Era como necesitar el paquete de cigarrillos para poder darse el gustazo de no encenderlos, o quizá simplemente para poder elegir. Por cierto- hablando de cigarrillos-, allí me acostumbré al gauloises. Los gauloises y los gitanes abastecían los pulmones de medio público francés. Los gitanes eran un poco más caros. Era, como si dijéramos, los celtas y los ducados de allende los Pirineos. Quizá este símil “tabaquil” no sea el más apropiado, pero quiere uno decir, aparte de que en todos sitios cuecen habas, que solamente teniendo algo de allí me podría librar definitivamente de aquella sombra que se cernía sobre mí, o, mejor dicho, sobre mi proyecto existencial; que no pasaba por la circunstancia de ser uno más. Pues bien, entre gauloises y gauloises, pasaba las tardes de los domingos por ahí, buscando un encuentro que habría de ser providencial. Al fin de no tener que salir de allí. Me conformaba con ello. No necesitaba el campo verde primaveral, ni los amplios espacios que proporcionan alivio a la visión. Me era suficiente con aquella cárcel- bastante holgada, por cierto-, que representaba París. Pero era una prisión en la que no quería vivir en soledad. Tales encuentros- de los que iluminan los días, como decía la canción- se resistían, sin embargo, a aparecer.

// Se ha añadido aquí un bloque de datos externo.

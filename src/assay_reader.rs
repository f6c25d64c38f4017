/// A representation for the raw binding-assay table used for reading and filtering peptide-MHC
/// measurements
///
use std::collections::HashMap;
use std::path::Path;
use csv;
use crate::errors::AssayDbError;
use crate::records::{GroupKey,RawMeasurement};

/// The positions of the six consumed columns inside the raw table, resolved once from the two
/// header rows, column j is addressed by the pair (first header row[j], second header row[j])
#[derive(Debug,Clone)]
struct ColumnMap
{
    allele:usize,
    peptide:usize,
    assay_group:usize,
    assay_method:usize,
    quantitative:usize,
    qualitative:usize
}

impl ColumnMap
{
    /// ### Summary
    /// resolve the consumed columns from the two header records
    /// ### Parameters
    /// top: the first header row, holding the column categories, e.g. MHC or Assay
    /// sub: the second header row, holding the column names inside each category
    /// ### Returns
    /// the resolved column map, or an error naming the first consumed column that is absent
    fn from_header_rows(top:&csv::ByteRecord, sub:&csv::ByteRecord)->Result<Self,AssayDbError>
    {
        Ok(ColumnMap
        {
            allele:ColumnMap::find_column(top,sub,"MHC","Allele Name")?,
            peptide:ColumnMap::find_column(top,sub,"Epitope","Description")?,
            assay_group:ColumnMap::find_column(top,sub,"Assay","Assay Group")?,
            assay_method:ColumnMap::find_column(top,sub,"Assay","Method/Technique")?,
            quantitative:ColumnMap::find_column(top,sub,"Assay","Quantitative measurement")?,
            qualitative:ColumnMap::find_column(top,sub,"Assay","Qualitative Measure")?
        })
    }

    /// ### Summary
    /// locate one column by its (category, name) pair
    fn find_column(top:&csv::ByteRecord, sub:&csv::ByteRecord,
        category:&str, name:&str)->Result<usize,AssayDbError>
    {
        for index in 0..top.len().min(sub.len())
        {
            if String::from_utf8_lossy(&top[index]).trim()==category
                && String::from_utf8_lossy(&sub[index]).trim()==name
            {
                return Ok(index)
            }
        }
        Err(AssayDbError::MissingColumn(category.to_string(),name.to_string()))
    }

    /// the index of the right-most consumed column, rows shorter than this cannot be loaded
    #[inline]
    fn max_index(&self)->usize
    {
        self.allele
            .max(self.peptide)
            .max(self.assay_group)
            .max(self.assay_method)
            .max(self.quantitative)
            .max(self.qualitative)
    }
}

/// ### Summary
/// decode one optional field of a record, empty cells load as None
/// ### Notes
/// the IEDB snapshots are latin-1 encoded, the bytes are converted lossily instead of failing the row
fn decode_optional(field:&[u8])->Option<String>
{
    let decoded=String::from_utf8_lossy(field);
    let trimmed=decoded.trim();
    if trimmed.is_empty()
    {
        None
    }
    else
    {
        Some(trimmed.to_string())
    }
}

/// ### Summary
/// parse one data record into a typed measurement
/// ### Returns
/// None when the record cannot be loaded, i.e. when the record is too short to cover every consumed
/// column or when the quantitative field is neither empty nor a finite, strictly positive number,
/// non-positive values would poison the log-space combination downstream and are rejected here
fn parse_measurement(row:&csv::ByteRecord, columns:&ColumnMap)->Option<RawMeasurement>
{
    if row.len()<=columns.max_index()
    {
        return None
    }
    let quantitative=match decode_optional(&row[columns.quantitative])
    {
        Some(field)=>match field.parse::<f64>()
        {
            Ok(value) if value.is_finite() && value>0.0=>Some(value),
            _=>return None
        },
        None=>None
    };
    let qualitative=decode_optional(&row[columns.qualitative]);
    Some(RawMeasurement::new(
        String::from_utf8_lossy(&row[columns.allele]).into_owned(),
        String::from_utf8_lossy(&row[columns.peptide]).into_owned(),
        String::from_utf8_lossy(&row[columns.assay_group]).into_owned(),
        String::from_utf8_lossy(&row[columns.assay_method]).into_owned(),
        quantitative,
        qualitative))
}

/// A typed, row-oriented representation of the raw binding table together with the number of rows
/// that failed to load
#[derive(Debug,Clone)]
pub struct AssayTable
{
    measurements:Vec<RawMeasurement>,
    num_skipped:usize
}

impl AssayTable
{
    /// ### summary
    /// Create a table with a predefined capacity
    /// ### parameters
    /// num_rows: the number of rows in the table, if a None is used, a predefined value of 1,250,000 is used
    fn with_capacity(num_rows:Option<usize>)->Self
    {
        let num_rows=match num_rows
        {
            Some(num_rows)=>num_rows,
            None=>1_250_000, // the row count of the snapshot the tool was developed against
        };
        AssayTable
        {
            measurements:Vec::with_capacity(num_rows),
            num_skipped:0
        }
    }

    /// ### Summary
    /// wrap an already loaded collection of measurements into a table
    pub fn from_measurements(measurements:Vec<RawMeasurement>)->Self
    {
        AssayTable
        {
            measurements,
            num_skipped:0
        }
    }

    /// ### summary
    /// push a data row into the table, rows that cannot be loaded are counted instead of aborting the run
    fn push(&mut self, row:&csv::ByteRecord, columns:&ColumnMap)->()
    {
        match parse_measurement(row,columns)
        {
            Some(measurement)=>self.measurements.push(measurement),
            None=>
            {
                log::debug!("skipping a malformed row at line: {:?}",row.position().map(|position|position.line()));
                self.num_skipped+=1
            }
        }
    }

    /// ### Summary
    /// reads a raw binding table from a user provided file and return an AssayTable instance
    /// ### Parameters
    /// path2file: the path to the file where the table can be found
    /// ### Notes
    /// the table carries a two-level header, hence the reader is created without a header row and the
    /// first two records are consumed as the two header levels, the reader is flexible because the
    /// raw snapshots contain rows with a wrong number of fields, such rows are skipped and counted
    pub fn read_table(path2file:&Path)->Result<Self,AssayDbError>
    {
        // Create a reader
        let mut reader=csv::ReaderBuilder::new().has_headers(false).flexible(true).from_path(path2file)?;
        let mut records=reader.byte_records();

        // resolve the consumed columns from the two header rows
        //------------------------------------------------------
        let top=match records.next()
        {
            Some(record)=>record?,
            None=>return Err(AssayDbError::MissingHeader)
        };
        let sub=match records.next()
        {
            Some(record)=>record?,
            None=>return Err(AssayDbError::MissingHeader)
        };
        let columns=ColumnMap::from_header_rows(&top,&sub)?;

        // Create a empty table to be filled with the file content
        let mut results=AssayTable::with_capacity(None);

        // fill the file content into the table
        for record in records
        {
            results.push(&record?,&columns)
        }
        log::info!("# total: {}",results.len());
        if results.num_skipped>0
        {
            log::info!("# skipped rows: {}",results.num_skipped);
        }
        // return the filled table
        Ok(results)
    }

    /// ### Summary
    /// retain only the measurements whose allele name starts with at least one of the accepted prefixes
    /// ### Parameters
    /// prefixes: the accepted species/locus prefixes, matched case-sensitively against the start of the
    /// allele name, no normalization is applied
    /// ### Returns
    /// a new table holding the matching measurements, an input without any match yields an empty table
    /// ### Notes
    /// the per-prefix match counts are logged, the counts are a diagnostic aid only
    pub fn filter_by_allele(&self, prefixes:&[String])->AssayTable
    {
        for prefix in prefixes
        {
            let num_matching=self.measurements
                .iter()
                .filter(|measurement|measurement.get_allele().starts_with(prefix.as_str()))
                .count();
            log::info!("# {}: {}",prefix,num_matching);
        }
        let retained=self.measurements
            .iter()
            .filter(|measurement|prefixes.iter().any(|prefix|measurement.get_allele().starts_with(prefix.as_str())))
            .cloned()
            .collect::<Vec<_>>();
        log::info!("# entries matching allele prefixes: {}",retained.len());
        AssayTable
        {
            measurements:retained,
            num_skipped:self.num_skipped
        }
    }

    /// ### Summary
    /// partition the table by assay type
    /// ### Returns
    /// a hashmap linking each (assay group, assay method) key to the measurements recorded with that
    /// assay type, both key components are taken verbatim from the measurements
    pub fn group_by_assay(&self)->HashMap<GroupKey,Vec<&RawMeasurement>>
    {
        let mut groups:HashMap<GroupKey,Vec<&RawMeasurement>>=HashMap::new();
        for measurement in self.measurements.iter()
        {
            groups
                .entry((measurement.get_assay_group().clone(),measurement.get_assay_method().clone()))
                .or_insert_with(Vec::new)
                .push(measurement)
        }
        groups
    }

    #[inline]
    pub fn measurements(&self)->&[RawMeasurement]
    {
        &self.measurements
    }

    #[inline]
    pub fn len(&self)->usize
    {
        self.measurements.len()
    }

    #[inline]
    pub fn is_empty(&self)->bool
    {
        self.measurements.is_empty()
    }

    /// the number of rows of the source file that could not be loaded
    #[inline]
    pub fn num_skipped(&self)->usize
    {
        self.num_skipped
    }
}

Los lunes me despertaba el olor a café. Si olía a café en la casa, era día laborable, constituyendo una especie de estímulo que no se daba los domingos. Los domingos, Madame Flora, obsequiaba a toda la pensión con los efluvios característicos de un chocolate caliente que vendría después, si te tomabas, claro, la molestia de levantarte. Una especie de calendario; una especie de código aromático, regían aquella pensión. Y así, de repente, olía a café. Ahí no había opción, pues era necesario a los fines de la subsistencia abandonar el lecho. Ese lecho que uno habría querido conyugal. Conyugal si era menester. Firmaba lo que fuera con tal de salir de la soledad.
Contaba, por ello, con la posibilidad de que alguna de aquellas chicas- las au pair mencionadas- anduviera buscando lo mismo que yo. Y a tales fines de complementariedad se produjera el encuentro casual. El encuentro de los encuentros, por creer uno de toda la vida en la magia del tal para cual.